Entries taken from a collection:
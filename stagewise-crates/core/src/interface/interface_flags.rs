use std::fmt::Display;

use enumset::enum_set;
use enumset::EnumSet;
use enumset::EnumSetType;

use super::Direction;

/// A single capability of a stage with respect to its neighbouring interfaces.
#[derive(Debug, EnumSetType, Hash)]
pub enum InterfaceFlag {
    /// The stage pulls states from its own start interface.
    ReadsStart,
    /// The stage pulls states from its own end interface.
    ReadsEnd,
    /// The stage pushes states backward, into the end interface of the previous stage.
    WritesPrevEnd,
    /// The stage pushes states forward, into the start interface of the next stage.
    WritesNextStart,
}

impl InterfaceFlag {
    /// The flag for pulling states which travel in `direction`.
    pub fn reads(direction: Direction) -> InterfaceFlag {
        match direction {
            Direction::Forward => InterfaceFlag::ReadsStart,
            Direction::Backward => InterfaceFlag::ReadsEnd,
        }
    }

    /// The flag for pushing states which travel in `direction`.
    pub fn writes(direction: Direction) -> InterfaceFlag {
        match direction {
            Direction::Forward => InterfaceFlag::WritesNextStart,
            Direction::Backward => InterfaceFlag::WritesPrevEnd,
        }
    }

    fn arrow(self) -> char {
        match self {
            InterfaceFlag::ReadsStart => '→',
            InterfaceFlag::ReadsEnd => '←',
            InterfaceFlag::WritesPrevEnd => '↑',
            InterfaceFlag::WritesNextStart => '↓',
        }
    }
}

impl Display for InterfaceFlag {
    fn fmt(&self, f: &mut std::fmt::Formatter<'_>) -> std::fmt::Result {
        match self {
            InterfaceFlag::ReadsStart => write!(f, "reads-start"),
            InterfaceFlag::ReadsEnd => write!(f, "reads-end"),
            InterfaceFlag::WritesPrevEnd => write!(f, "writes-prev-end"),
            InterfaceFlag::WritesNextStart => write!(f, "writes-next-start"),
        }
    }
}

/// The interface of a stage; the empty set means the interface is not known yet.
pub type InterfaceFlags = EnumSet<InterfaceFlag>;

pub const UNKNOWN: InterfaceFlags = EnumSet::empty();
pub const PROPAGATE_FORWARDS: InterfaceFlags =
    enum_set!(InterfaceFlag::ReadsStart | InterfaceFlag::WritesNextStart);
pub const PROPAGATE_BACKWARDS: InterfaceFlags =
    enum_set!(InterfaceFlag::ReadsEnd | InterfaceFlag::WritesPrevEnd);
pub const GENERATE: InterfaceFlags =
    enum_set!(InterfaceFlag::WritesPrevEnd | InterfaceFlag::WritesNextStart);
pub const CONNECT: InterfaceFlags = enum_set!(InterfaceFlag::ReadsStart | InterfaceFlag::ReadsEnd);

/// The flags needed to propagate states in `direction`.
pub fn propagation_flags(direction: Direction) -> InterfaceFlags {
    match direction {
        Direction::Forward => PROPAGATE_FORWARDS,
        Direction::Backward => PROPAGATE_BACKWARDS,
    }
}

/// Formats [`InterfaceFlags`] as arrows, e.g. `→↓` for a forward propagating stage.
#[derive(Clone, Copy, Debug)]
pub struct FlagsDisplay(pub InterfaceFlags);

impl Display for FlagsDisplay {
    fn fmt(&self, f: &mut std::fmt::Formatter<'_>) -> std::fmt::Result {
        if self.0.is_empty() {
            return write!(f, "?");
        }
        for flag in self.0.iter() {
            write!(f, "{}", flag.arrow())?;
        }
        Ok(())
    }
}

#[cfg(test)]
mod tests {
    use super::*;

    #[test]
    fn propagation_flags_are_disjoint() {
        assert!(PROPAGATE_FORWARDS.is_disjoint(PROPAGATE_BACKWARDS));
        assert_eq!(EnumSet::all(), PROPAGATE_FORWARDS | PROPAGATE_BACKWARDS);
        assert_eq!(GENERATE | CONNECT, EnumSet::all());
    }

    #[test]
    fn flags_are_displayed_as_arrows() {
        assert_eq!("→↓", FlagsDisplay(PROPAGATE_FORWARDS).to_string());
        assert_eq!("↑↓", FlagsDisplay(GENERATE).to_string());
        assert_eq!("?", FlagsDisplay(UNKNOWN).to_string());
    }
}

» WORK ORDER: Quote all of the entries verbatim.

» EXPECTED ANSWER:
filename stagewise-crates/core/src/interface/interface_flags.rs
use std::fmt::Display;

use enumset::enum_set;
use enumset::EnumSet;
use enumset::EnumSetType;

use super::Direction;

/// A single capability of a stage with respect to its neighbouring interfaces.
#[derive(Debug, EnumSetType, Hash)]
pub enum InterfaceFlag {
    /// The stage pulls states from its own start interface.
    ReadsStart,
    /// The stage pulls states from its own end interface.
    ReadsEnd,
    /// The stage pushes states backward, into the end interface of the previous stage.
    WritesPrevEnd,
    /// The stage pushes states forward, into the start interface of the next stage.
    WritesNextStart,
}

impl InterfaceFlag {
    /// The flag for pulling states which travel in `direction`.
    pub fn reads(direction: Direction) -> InterfaceFlag {
        match direction {
            Direction::Forward => InterfaceFlag::ReadsStart,
            Direction::Backward => InterfaceFlag::ReadsEnd,
        }
    }

    /// The flag for pushing states which travel in `direction`.
    pub fn writes(direction: Direction) -> InterfaceFlag {
        match direction {
            Direction::Forward => InterfaceFlag::WritesNextStart,
            Direction::Backward => InterfaceFlag::WritesPrevEnd,
        }
    }

    fn arrow(self) -> char {
        match self {
            InterfaceFlag::ReadsStart => '→',
            InterfaceFlag::ReadsEnd => '←',
            InterfaceFlag::WritesPrevEnd => '↑',
            InterfaceFlag::WritesNextStart => '↓',
        }
    }
}

impl Display for InterfaceFlag {
    fn fmt(&self, f: &mut std::fmt::Formatter<'_>) -> std::fmt::Result {
        match self {
            InterfaceFlag::ReadsStart => write!(f, "reads-start"),
            InterfaceFlag::ReadsEnd => write!(f, "reads-end"),
            InterfaceFlag::WritesPrevEnd => write!(f, "writes-prev-end"),
            InterfaceFlag::WritesNextStart => write!(f, "writes-next-start"),
        }
    }
}

/// The interface of a stage; the empty set means the interface is not known yet.
pub type InterfaceFlags = EnumSet<InterfaceFlag>;

pub const UNKNOWN: InterfaceFlags = EnumSet::empty();
pub const PROPAGATE_FORWARDS: InterfaceFlags =
    enum_set!(InterfaceFlag::ReadsStart | InterfaceFlag::WritesNextStart);
pub const PROPAGATE_BACKWARDS: InterfaceFlags =
    enum_set!(InterfaceFlag::ReadsEnd | InterfaceFlag::WritesPrevEnd);
pub const GENERATE: InterfaceFlags =
    enum_set!(InterfaceFlag::WritesPrevEnd | InterfaceFlag::WritesNextStart);
pub const CONNECT: InterfaceFlags = enum_set!(InterfaceFlag::ReadsStart | InterfaceFlag::ReadsEnd);

/// The flags needed to propagate states in `direction`.
pub fn propagation_flags(direction: Direction) -> InterfaceFlags {
    match direction {
        Direction::Forward => PROPAGATE_FORWARDS,
        Direction::Backward => PROPAGATE_BACKWARDS,
    }
}

/// Formats [`InterfaceFlags`] as arrows, e.g. `→↓` for a forward propagating stage.
#[derive(Clone, Copy, Debug)]
pub struct FlagsDisplay(pub InterfaceFlags);

impl Display for FlagsDisplay {
    fn fmt(&self, f: &mut std::fmt::Formatter<'_>) -> std::fmt::Result {
        if self.0.is_empty() {
            return write!(f, "?");
        }
        for flag in self.0.iter() {
            write!(f, "{}", flag.arrow())?;
        }
        Ok(())
    }
}

#[cfg(test)]
mod tests {
    use super::*;

    #[test]
    fn propagation_flags_are_disjoint() {
        assert!(PROPAGATE_FORWARDS.is_disjoint(PROPAGATE_BACKWARDS));
        assert_eq!(EnumSet::all(), PROPAGATE_FORWARDS | PROPAGATE_BACKWARDS);
        assert_eq!(GENERATE | CONNECT, EnumSet::all());
    }

    #[test]
    fn flags_are_displayed_as_arrows() {
        assert_eq!("→↓", FlagsDisplay(PROPAGATE_FORWARDS).to_string());
        assert_eq!("↑↓", FlagsDisplay(GENERATE).to_string());
        assert_eq!("?", FlagsDisplay(UNKNOWN).to_string());
    }
}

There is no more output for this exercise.